## TASK DATA
◆ ◆ ◆ ◆ ◆

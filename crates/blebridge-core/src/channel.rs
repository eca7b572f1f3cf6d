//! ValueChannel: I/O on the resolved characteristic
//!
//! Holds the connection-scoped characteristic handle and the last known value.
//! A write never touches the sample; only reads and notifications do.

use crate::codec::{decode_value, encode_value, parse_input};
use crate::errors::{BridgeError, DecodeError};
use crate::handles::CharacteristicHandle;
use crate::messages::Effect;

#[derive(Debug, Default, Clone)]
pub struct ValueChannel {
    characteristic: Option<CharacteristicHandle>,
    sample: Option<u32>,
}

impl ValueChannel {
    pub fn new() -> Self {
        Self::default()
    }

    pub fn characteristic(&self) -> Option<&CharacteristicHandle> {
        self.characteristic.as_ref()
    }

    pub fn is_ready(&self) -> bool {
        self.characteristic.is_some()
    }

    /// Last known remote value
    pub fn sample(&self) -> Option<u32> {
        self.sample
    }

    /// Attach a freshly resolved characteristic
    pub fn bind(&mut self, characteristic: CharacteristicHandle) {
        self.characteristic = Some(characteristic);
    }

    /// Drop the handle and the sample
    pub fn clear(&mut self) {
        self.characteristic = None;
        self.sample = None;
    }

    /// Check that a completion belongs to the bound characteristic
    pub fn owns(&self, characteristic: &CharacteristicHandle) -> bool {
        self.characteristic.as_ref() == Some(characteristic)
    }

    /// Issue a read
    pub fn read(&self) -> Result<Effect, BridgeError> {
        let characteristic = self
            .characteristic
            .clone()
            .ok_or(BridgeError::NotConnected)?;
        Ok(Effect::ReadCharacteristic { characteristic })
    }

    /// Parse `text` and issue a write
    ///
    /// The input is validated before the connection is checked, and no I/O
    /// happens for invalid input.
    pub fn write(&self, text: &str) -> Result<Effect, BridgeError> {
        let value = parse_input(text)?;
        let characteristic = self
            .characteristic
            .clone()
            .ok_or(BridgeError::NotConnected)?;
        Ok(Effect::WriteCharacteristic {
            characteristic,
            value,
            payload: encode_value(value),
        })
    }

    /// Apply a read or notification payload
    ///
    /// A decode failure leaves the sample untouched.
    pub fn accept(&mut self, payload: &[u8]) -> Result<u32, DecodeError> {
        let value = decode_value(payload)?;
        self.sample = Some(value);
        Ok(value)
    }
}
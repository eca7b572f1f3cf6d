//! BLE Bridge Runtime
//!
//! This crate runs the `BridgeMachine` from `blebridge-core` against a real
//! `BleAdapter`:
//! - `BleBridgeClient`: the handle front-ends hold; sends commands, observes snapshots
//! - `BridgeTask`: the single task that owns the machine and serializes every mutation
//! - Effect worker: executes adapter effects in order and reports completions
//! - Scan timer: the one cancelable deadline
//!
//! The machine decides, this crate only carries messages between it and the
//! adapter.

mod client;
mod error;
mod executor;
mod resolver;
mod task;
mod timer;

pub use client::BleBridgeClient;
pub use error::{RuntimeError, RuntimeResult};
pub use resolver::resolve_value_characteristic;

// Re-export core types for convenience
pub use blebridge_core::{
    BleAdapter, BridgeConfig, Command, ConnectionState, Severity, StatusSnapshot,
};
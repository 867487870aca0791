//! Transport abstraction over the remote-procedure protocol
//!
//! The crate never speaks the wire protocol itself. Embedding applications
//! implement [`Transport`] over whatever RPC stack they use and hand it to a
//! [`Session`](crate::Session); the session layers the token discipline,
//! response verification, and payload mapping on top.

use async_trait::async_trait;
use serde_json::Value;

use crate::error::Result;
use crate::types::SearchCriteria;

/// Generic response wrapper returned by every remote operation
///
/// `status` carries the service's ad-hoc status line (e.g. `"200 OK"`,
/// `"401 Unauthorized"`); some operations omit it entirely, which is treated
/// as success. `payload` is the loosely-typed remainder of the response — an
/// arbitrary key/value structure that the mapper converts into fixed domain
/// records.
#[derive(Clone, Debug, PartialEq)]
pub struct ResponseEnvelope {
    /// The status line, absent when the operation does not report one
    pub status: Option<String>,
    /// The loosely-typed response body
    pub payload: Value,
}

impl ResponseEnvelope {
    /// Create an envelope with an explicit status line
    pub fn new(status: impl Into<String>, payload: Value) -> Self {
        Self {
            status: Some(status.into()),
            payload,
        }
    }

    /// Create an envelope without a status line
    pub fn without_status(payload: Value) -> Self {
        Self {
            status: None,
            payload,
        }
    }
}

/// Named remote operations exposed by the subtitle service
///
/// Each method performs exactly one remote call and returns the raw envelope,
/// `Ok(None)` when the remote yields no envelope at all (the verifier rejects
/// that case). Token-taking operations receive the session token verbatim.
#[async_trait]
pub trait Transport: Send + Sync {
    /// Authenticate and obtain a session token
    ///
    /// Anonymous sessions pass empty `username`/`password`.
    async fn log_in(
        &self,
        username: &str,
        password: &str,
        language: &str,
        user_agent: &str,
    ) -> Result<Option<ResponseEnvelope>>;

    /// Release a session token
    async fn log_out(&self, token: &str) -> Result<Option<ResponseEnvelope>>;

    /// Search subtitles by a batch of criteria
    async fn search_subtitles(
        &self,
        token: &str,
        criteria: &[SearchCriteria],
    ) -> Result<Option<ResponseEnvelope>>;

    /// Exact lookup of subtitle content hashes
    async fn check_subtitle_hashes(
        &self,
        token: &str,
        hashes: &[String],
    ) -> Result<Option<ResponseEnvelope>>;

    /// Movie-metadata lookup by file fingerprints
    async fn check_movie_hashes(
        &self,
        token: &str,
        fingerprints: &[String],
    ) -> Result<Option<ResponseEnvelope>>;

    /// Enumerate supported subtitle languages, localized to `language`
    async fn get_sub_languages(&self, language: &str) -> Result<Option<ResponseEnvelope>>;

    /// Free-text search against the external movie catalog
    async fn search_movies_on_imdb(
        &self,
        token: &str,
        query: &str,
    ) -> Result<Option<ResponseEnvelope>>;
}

◆ ◆ ◆ ◆ ◆

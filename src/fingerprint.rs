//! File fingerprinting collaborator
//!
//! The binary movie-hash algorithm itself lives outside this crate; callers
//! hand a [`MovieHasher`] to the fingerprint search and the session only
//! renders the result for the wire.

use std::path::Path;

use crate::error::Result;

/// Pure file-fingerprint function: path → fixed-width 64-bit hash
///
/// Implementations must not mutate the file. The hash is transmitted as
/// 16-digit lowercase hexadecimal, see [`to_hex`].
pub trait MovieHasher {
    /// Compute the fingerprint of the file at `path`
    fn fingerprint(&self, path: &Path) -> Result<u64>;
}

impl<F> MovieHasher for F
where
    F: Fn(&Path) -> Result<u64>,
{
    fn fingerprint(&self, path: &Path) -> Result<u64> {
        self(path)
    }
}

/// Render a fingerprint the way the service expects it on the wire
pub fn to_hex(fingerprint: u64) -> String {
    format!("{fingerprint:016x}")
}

◆ ◆ ◆ ◆ ◆

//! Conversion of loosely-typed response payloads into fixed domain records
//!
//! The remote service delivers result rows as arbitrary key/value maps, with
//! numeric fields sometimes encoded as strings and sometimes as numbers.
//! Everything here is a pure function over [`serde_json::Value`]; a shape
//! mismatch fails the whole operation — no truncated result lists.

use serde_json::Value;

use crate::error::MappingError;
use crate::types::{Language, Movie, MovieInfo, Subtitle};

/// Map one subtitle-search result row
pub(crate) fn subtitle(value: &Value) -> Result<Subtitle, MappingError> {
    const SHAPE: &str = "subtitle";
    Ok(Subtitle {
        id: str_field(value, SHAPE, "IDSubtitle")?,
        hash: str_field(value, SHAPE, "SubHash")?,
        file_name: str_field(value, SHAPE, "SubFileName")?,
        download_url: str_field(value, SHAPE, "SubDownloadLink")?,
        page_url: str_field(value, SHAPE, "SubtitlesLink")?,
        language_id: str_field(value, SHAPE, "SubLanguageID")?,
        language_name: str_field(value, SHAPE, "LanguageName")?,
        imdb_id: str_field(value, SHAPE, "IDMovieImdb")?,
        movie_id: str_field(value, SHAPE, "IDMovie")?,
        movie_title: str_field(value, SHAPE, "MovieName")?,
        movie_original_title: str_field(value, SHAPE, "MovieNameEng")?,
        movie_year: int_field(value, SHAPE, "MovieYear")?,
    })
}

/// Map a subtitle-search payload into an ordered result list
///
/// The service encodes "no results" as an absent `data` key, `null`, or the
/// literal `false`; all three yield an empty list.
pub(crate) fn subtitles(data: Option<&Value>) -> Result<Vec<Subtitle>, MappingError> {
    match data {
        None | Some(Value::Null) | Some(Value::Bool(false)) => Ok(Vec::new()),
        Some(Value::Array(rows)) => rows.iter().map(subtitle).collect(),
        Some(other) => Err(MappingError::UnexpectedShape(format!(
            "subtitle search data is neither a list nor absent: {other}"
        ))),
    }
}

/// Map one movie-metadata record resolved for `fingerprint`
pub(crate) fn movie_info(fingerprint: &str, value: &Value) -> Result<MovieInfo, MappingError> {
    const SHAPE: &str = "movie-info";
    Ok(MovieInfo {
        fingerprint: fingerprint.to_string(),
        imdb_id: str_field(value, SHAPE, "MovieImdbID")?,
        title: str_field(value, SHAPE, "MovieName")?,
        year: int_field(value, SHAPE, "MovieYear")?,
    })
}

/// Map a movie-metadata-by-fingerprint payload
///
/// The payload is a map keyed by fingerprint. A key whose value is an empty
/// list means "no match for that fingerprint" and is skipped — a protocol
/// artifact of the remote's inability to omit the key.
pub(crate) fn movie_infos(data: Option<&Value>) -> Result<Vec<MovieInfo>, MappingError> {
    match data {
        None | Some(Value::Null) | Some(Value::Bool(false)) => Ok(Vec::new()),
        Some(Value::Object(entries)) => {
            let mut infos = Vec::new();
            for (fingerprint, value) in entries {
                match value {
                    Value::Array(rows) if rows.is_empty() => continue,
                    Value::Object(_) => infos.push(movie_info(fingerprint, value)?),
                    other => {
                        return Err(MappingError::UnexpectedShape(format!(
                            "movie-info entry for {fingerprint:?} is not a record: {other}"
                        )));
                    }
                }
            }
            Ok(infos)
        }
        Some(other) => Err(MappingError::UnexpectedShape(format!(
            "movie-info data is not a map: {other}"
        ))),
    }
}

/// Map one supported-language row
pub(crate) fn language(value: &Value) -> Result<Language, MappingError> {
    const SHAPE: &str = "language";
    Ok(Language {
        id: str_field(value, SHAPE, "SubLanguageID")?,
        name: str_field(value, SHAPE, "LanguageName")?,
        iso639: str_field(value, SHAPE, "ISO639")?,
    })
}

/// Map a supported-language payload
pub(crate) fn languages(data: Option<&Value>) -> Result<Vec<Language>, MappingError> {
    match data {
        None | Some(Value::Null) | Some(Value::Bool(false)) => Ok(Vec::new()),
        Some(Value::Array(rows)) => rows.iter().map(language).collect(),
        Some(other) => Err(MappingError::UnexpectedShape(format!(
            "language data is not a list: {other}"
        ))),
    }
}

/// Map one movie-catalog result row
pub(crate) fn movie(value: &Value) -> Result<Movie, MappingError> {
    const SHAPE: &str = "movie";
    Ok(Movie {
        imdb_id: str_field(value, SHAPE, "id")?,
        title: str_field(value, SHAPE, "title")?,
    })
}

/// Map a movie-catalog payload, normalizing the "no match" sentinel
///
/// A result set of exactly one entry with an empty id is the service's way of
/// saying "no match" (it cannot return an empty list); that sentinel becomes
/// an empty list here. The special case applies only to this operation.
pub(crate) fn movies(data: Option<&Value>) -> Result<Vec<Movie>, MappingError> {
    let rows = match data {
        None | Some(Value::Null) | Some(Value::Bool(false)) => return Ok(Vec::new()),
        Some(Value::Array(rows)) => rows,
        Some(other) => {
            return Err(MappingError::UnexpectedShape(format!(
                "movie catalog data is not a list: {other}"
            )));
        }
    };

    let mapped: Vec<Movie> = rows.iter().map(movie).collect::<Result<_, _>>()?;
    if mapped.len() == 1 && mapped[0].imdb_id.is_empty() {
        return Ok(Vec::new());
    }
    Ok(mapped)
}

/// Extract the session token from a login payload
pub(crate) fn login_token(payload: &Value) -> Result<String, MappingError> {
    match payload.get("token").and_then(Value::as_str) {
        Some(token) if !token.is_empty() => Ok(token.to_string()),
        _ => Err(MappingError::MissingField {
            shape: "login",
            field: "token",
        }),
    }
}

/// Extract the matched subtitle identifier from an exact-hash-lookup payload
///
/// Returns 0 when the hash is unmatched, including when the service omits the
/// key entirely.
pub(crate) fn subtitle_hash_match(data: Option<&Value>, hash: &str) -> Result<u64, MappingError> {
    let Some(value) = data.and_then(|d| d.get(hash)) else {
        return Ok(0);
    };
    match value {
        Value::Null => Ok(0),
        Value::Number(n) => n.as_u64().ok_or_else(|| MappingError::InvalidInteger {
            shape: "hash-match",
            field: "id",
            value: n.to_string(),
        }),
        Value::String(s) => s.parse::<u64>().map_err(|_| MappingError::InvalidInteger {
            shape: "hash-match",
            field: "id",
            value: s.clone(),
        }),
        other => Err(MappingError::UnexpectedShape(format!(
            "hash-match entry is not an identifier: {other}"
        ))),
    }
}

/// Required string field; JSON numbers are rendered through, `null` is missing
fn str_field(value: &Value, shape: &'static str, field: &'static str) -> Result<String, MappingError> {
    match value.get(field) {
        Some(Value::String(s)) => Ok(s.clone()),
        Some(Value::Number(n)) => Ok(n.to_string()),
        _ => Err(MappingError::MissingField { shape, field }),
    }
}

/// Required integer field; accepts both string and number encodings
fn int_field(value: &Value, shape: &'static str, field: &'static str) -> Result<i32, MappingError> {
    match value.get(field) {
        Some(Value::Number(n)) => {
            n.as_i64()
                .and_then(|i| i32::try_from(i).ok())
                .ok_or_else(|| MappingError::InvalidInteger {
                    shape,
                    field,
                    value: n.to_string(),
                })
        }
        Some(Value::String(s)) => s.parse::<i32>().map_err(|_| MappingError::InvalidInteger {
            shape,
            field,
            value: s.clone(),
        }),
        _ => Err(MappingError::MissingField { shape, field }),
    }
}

◆ ◆ ◆ ◆ ◆

## WORK ITEM
Give the exact lines, and only those, from the line containing "between it and the" through the line containing "mapping on top." in the entries above.

## ANSWER TO THIS EXERCISE
//! The machine decides, this crate only carries messages between it and the
//! adapter.

mod client;
mod error;
mod executor;
mod resolver;
mod task;
mod timer;

pub use client::BleBridgeClient;
pub use error::{RuntimeError, RuntimeResult};
pub use resolver::resolve_value_characteristic;

// Re-export core types for convenience
pub use blebridge_core::{
    BleAdapter, BridgeConfig, Command, ConnectionState, Severity, StatusSnapshot,
};
repository 867487870aca0791
//! Transport abstraction over the remote-procedure protocol
//!
//! The crate never speaks the wire protocol itself. Embedding applications
//! implement [`Transport`] over whatever RPC stack they use and hand it to a
//! [`Session`](crate::Session); the session layers the token discipline,
//! response verification, and payload mapping on top.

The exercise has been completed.